Around that same time, Dr. Robert Zubrin and others at Martin Marietta came up with a plan they called Mars Direct, which would utilize some of the natural resources found on Mars. The theory was that if you don’t have to take the fuel along with you for the return trip, your spacecraft doesn’t have to be the size of the Battlestar Gallactica.
By reducing the size of the craft and utilizing a few other specialized modifications, the total cost was $50 billion, one-tenth of the NASA sum. NASA was even impressed with the ideas that the team had devised, but chose to add one more element to the mission scenario (an Earth Return Vehicle parked in Mars Orbit) as well as two additional crewmembers. NASA then called their mission profile Mars Semi-Direct.

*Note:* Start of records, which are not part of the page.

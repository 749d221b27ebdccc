//! Second and final pipeline stages.

use std::collections::HashSet;
use std::sync::Arc;

use tracing::{debug, error, warn};

use crate::persistence::dao::{MessageDao, TransactionData};
use crate::persistence::operation::{DbOperation, Slot};
use crate::persistence::ring::RingBuffer;

/// Groups surviving writes into `TransactionData` batches and reads into
/// one `read_data` call per drained batch.
pub struct DbWriter {
    dao: Arc<dyn MessageDao>,
    max_batch_size: usize,
    batch: TransactionData,
    batch_sequences: Vec<u64>,
    /// Ids this batch deletes or detaches.
    removed: HashSet<u64>,
    reads: Vec<(u64, u64)>,
}

impl DbWriter {
    pub fn new(dao: Arc<dyn MessageDao>, max_batch_size: usize) -> Self {
        Self {
            dao,
            max_batch_size: max_batch_size.max(1),
            batch: TransactionData::new(),
            batch_sequences: Vec::new(),
            removed: HashSet::new(),
            reads: Vec::new(),
        }
    }

    pub fn on_event(&mut self, ring: &RingBuffer<Slot>, sequence: u64, end_of_batch: bool) {
        // A batch applies inserts before removals, so an insert that follows
        // a removal of the same id starts a new batch.
        let reinsert = match &ring.slot(sequence).op {
            DbOperation::InsertMessage(message) => self.removed.contains(&message.internal_id()),
            _ => false,
        };
        if reinsert {
            self.write(ring);
        }

        {
            let slot = ring.slot(sequence);
            match &slot.op {
                DbOperation::NoOp => {}
                DbOperation::InsertMessage(message) => {
                    self.batch.add_enqueue_message(message.clone());
                    self.batch_sequences.push(sequence);
                }
                DbOperation::DeleteMessage(id) => {
                    self.batch.add_deletable(*id);
                    self.removed.insert(*id);
                    self.batch_sequences.push(sequence);
                }
                DbOperation::DetachFromQueue { queue, id } => {
                    self.batch.detach(queue, *id);
                    self.removed.insert(*id);
                    self.batch_sequences.push(sequence);
                }
                DbOperation::ReadMessageData { id, .. } => self.reads.push((sequence, *id)),
            }
        }

        if self.batch.len() >= self.max_batch_size {
            self.write(ring);
        }
        if end_of_batch {
            self.write(ring);
            self.read(ring);
        }
    }

    fn write(&mut self, ring: &RingBuffer<Slot>) {
        self.removed.clear();
        if self.batch.is_empty() {
            self.batch_sequences.clear();
            return;
        }

        match self.dao.persist(&self.batch) {
            Ok(()) => debug!(operations = self.batch.len(), "batch written"),
            Err(e) => {
                let e = Arc::new(e);
                for sequence in &self.batch_sequences {
                    ring.slot(*sequence).error = Some(e.clone());
                }
            }
        }
        self.batch.clear();
        self.batch_sequences.clear();
    }

    fn read(&mut self, ring: &RingBuffer<Slot>) {
        if self.reads.is_empty() {
            return;
        }

        let ids: Vec<u64> = self.reads.iter().map(|(_, id)| *id).collect();
        match self.dao.read_data(&ids) {
            Ok(mut found) => {
                for (sequence, id) in &self.reads {
                    ring.slot(*sequence).fill = found.remove(id);
                }
            }
            Err(e) => {
                let e = Arc::new(e);
                for (sequence, _) in &self.reads {
                    ring.slot(*sequence).error = Some(e.clone());
                }
            }
        }
        self.reads.clear();
    }
}

/// Reports failures, hands read results to their buffers and frees the slot.
pub fn finish(ring: &RingBuffer<Slot>, sequence: u64) {
    let mut slot = ring.slot(sequence);
    let Slot { op, error, fill } = &mut *slot;

    match op {
        DbOperation::ReadMessageData { id, buffer } => {
            let id = *id;
            match buffer.upgrade() {
                Some(buffer) => match (fill.take(), error) {
                    (_, Some(e)) => {
                        warn!(id, error = %e, "reading message content failed");
                        buffer.mark_fill_failed(id);
                    }
                    (Some(stored), None) => buffer.mark_filled(id, stored),
                    (None, None) => {
                        debug!(id, "no stored content for message");
                        buffer.mark_missing(id);
                    }
                },
                None => debug!(id, "buffer released before read completed"),
            }
        }
        op => {
            if let Some(e) = error {
                error!(operation = ?op, error = %e, "store operation lost");
            }
        }
    }

    slot.clear();
}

As outlined in Phase One of the mission, an unmanned and unpressurized workshop was blasted to Mars in 2016, by a SpaceX Falcon Heavy (heavy-lift launch vehicle). Onboard was a fuel processing plant stocked with a few tons of liquid hydrogen, together with foodstuff for the flight that would follow. Along with these was an unpressurized lightweight truck carrying a One Mega Watt Electric Thermonuclear Generator mounted on a winch in the bed. Once on Mars, the truck was off-loaded and driven (remotely from Earth) onto the surface. The truck spooled out a few hundred meters of power cable as it rolled, then dropped the generator into a small crater (which provided shielding) before it was fired up. That generator is now providing the power needed to run the fuel processor.